Pendant des mois, l’atmosphère était tendue, et les forces de l’ordre ont même été souvent sollicitées pour maintenir ou rétablir l’ordre. En fait, si certains étaient prêts à partir, d’autres, par contre, ne tenaient pas à aller habiter au diable vauvert. Sur fond de récupération politicienne, les gens, il est vrai, étaient méfiants, surtout que, selon certaines rumeurs, les barons du régime et leurs protégés feuillus voulaient se passer, entre eux, les arpents de cette zone juteuse.

La population de cette zone, constituée en majorité de vieux et dont la plupart des enfants sont des jeunes sans-emploi, ne voulait pas s’en laisser conter. Les réticences, il faut le dire, s’expliquaient par les intérêts en jeu. Avec le temps, on a adopté une stratégie de concertation pour faire connaître aux uns et aux autres les tenants et les aboutissants du projet et les avantages qu’ils avaient à gagner à la trame d’accueil, surtout que, Zaca ou pas, ils seraient un jour ou l’autre expropriés par les puissances d’argent. Le tout était, désormais, d’obtenir des conditions favorables pour plier bagage.

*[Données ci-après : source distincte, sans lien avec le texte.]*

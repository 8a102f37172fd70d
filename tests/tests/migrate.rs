use crm_admin::Strategy;
use tests::{assert_ok, tests, DbTest};

async fn migrate_is_idempotent(mut test: DbTest) {
    let db = test.setup_db(Strategy::Auto).await;

    assert_ok!(db.migrate().await);
    assert_ok!(db.migrate().await);

    assert!(assert_ok!(db.columns().list_columns().await).is_empty());
    assert!(assert_ok!(db.users().list().await).is_empty());
    assert!(assert_ok!(db.clients().list().await).is_empty());
}

async fn migrate_keeps_data(mut test: DbTest) {
    let db = test.setup_db(Strategy::Auto).await;

    let column = assert_ok!(
        db.columns()
            .add_column("Score", crm_admin::ColumnType::Integer, None)
            .await
    );

    assert_ok!(db.migrate().await);

    assert_eq!(assert_ok!(db.columns().list_columns().await), [column]);
}

tests!(migrate_is_idempotent, migrate_keeps_data);
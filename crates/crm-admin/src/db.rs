mod builder;
pub use builder::Builder;

mod connect;
pub use connect::driver_for_url;

use crate::{
    tables::Tables, ClientAdmin, Config, MetadataStore, Result, SchemaMutator, UserAdmin,
};

use crm_core::{
    driver::{operation::CreateTable, Capability, Connection, Driver},
    Schema,
};
use tokio::sync::Mutex;

use std::sync::Arc;

/// Shared state between all `Db` clones.
pub(crate) struct Shared {
    pub(crate) driver: Box<dyn Driver>,
    pub(crate) schema: Arc<Schema>,
    pub(crate) tables: Tables,
    pub(crate) config: Config,

    /// The one connection of this handle. Each operation holds the lock for
    /// its whole duration, so operations issued through clones of one `Db`
    /// run one at a time.
    pub(crate) connection: Mutex<Box<dyn Connection>>,
}

/// A database handle.
///
/// Cloning is cheap; clones share the underlying connection.
#[derive(Clone)]
pub struct Db {
    pub(crate) shared: Arc<Shared>,
}

impl Db {
    pub fn builder() -> Builder {
        Builder::default()
    }

    /// Connects with the default configuration.
    pub async fn connect(url: &str) -> Result<Db> {
        Db::builder().connect(url).await
    }

    pub fn driver(&self) -> &dyn Driver {
        &*self.shared.driver
    }

    pub fn capability(&self) -> &'static Capability {
        self.shared.driver.capability()
    }

    pub fn config(&self) -> &Config {
        &self.shared.config
    }

    /// Creates the built-in tables that do not exist yet.
    pub async fn migrate(&self) -> Result<()> {
        let mut store = self.metadata().await;

        for table in &self.shared.schema.tables {
            tracing::debug!(table = %table.name, "creating table if absent");
            store.exec(CreateTable { table: table.id }).await?;
        }

        tracing::info!(tables = self.shared.schema.tables.len(), "schema migrated");
        Ok(())
    }

    /// Locks the connection for direct access to the built-in tables.
    pub async fn metadata(&self) -> MetadataStore<'_> {
        MetadataStore::new(&self.shared).await
    }

    /// Custom column management.
    pub fn columns(&self) -> SchemaMutator<'_> {
        SchemaMutator::new(self)
    }

    /// Operator account management.
    pub fn users(&self) -> UserAdmin<'_> {
        UserAdmin::new(self)
    }

    /// Client record management.
    pub fn clients(&self) -> ClientAdmin<'_> {
        ClientAdmin::new(self)
    }
}

impl std::fmt::Debug for Db {
    fn fmt(&self, f: &mut std::fmt::Formatter<'_>) -> std::fmt::Result {
        f.debug_struct("Db")
            .field("driver", &self.shared.driver)
            .field("config", &self.shared.config)
            .finish()
    }
}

Lorsqu’au matin du 10 novembre 2003, les bulldozers ont entrepris les travaux de démolition, il ne faisait plus l’ombre d’un doute que le projet était véritablement en marche. Les expulsés de la Zaca, entre- temps, avaient en partie intégré leur « nouveau monde » à la trame d’accueil à Ouaga 2000 ou s’étaient recasés ailleurs. On avait déjà tout prévu : l’électricité, l’eau et le téléphone. Des terrains ont même été prévus où édifier toutes les infrastructures sociales (écoles, dispensaires, lieux de culte, jardins, etc.).

Le projet Zaca a, en quelque sorte, amélioré les conditions d’hygiène et de salubrité, vu que sur l’ancien site, il y avait des choses qui vous faisaient détourner aussitôt le regard. Certaines rues étaient difficiles à emprunter avec ces flaques d’eau qui stagnaient du 1er au 31. Le mérite du projet Zaca aura été de faire changer de cadre aux habitants, qui en avaient vraiment besoin. La population partie, les bulldozers et autres engins ont eu le temps de livrer la guerre aux bâtiments de toutes sortes. Quand tout fut nettoyé, on croyait que les travaux ne tarderaient pas à commencer.

La maquette de la future Zaca excitait le désir. Mais sur le terrain, c’était le silence total, à tel point qu’on se demandait s’il n’y avait pas anguille sous roche. Rien ne bougeait dans la zone, et le visiteur qui arrivait pour la première fois dans la capitale pouvait croire que, rasé comme il est, l’endroit a été le théâtre d’une lutte armée fratricide entre des chefs de guerre.

A Ouagadougou, on parle beaucoup, et à une certaine heure, des gens évitaient de passer dans les parages, de peur d’être victimes des coupe-jarrets, ou de tomber sur des quidams qui n’ont pas trouvé meilleur endroit pour leurs ébats amoureux. Maintenant que les travaux ont été effectivement lancés, le serpent de mer sort enfin de... terre.

Le projet Zaca, on a hâte de le voir fini, pour se dire que ce petit Ouaga peut, un jour, ressembler à New York. Mais que de larmes de sang ! que de déchirements sentimentaux pour des gens attachés, à raison, à leur « zan boko » (2) ! que de familles disloquées ! que de procès en suspicion légitime contre des responsables qui n’ont pas toujours montré que la recherche de l’intérêt général était leur préoccupation majeure !

Justin Daboné

(1) Zaksé : pluriel de « Zaka », la maison en langue nationale mooré

(2) : petit trou creusé dans un coin de la cour, où on enterre le placenta après la naissance d’un enfant.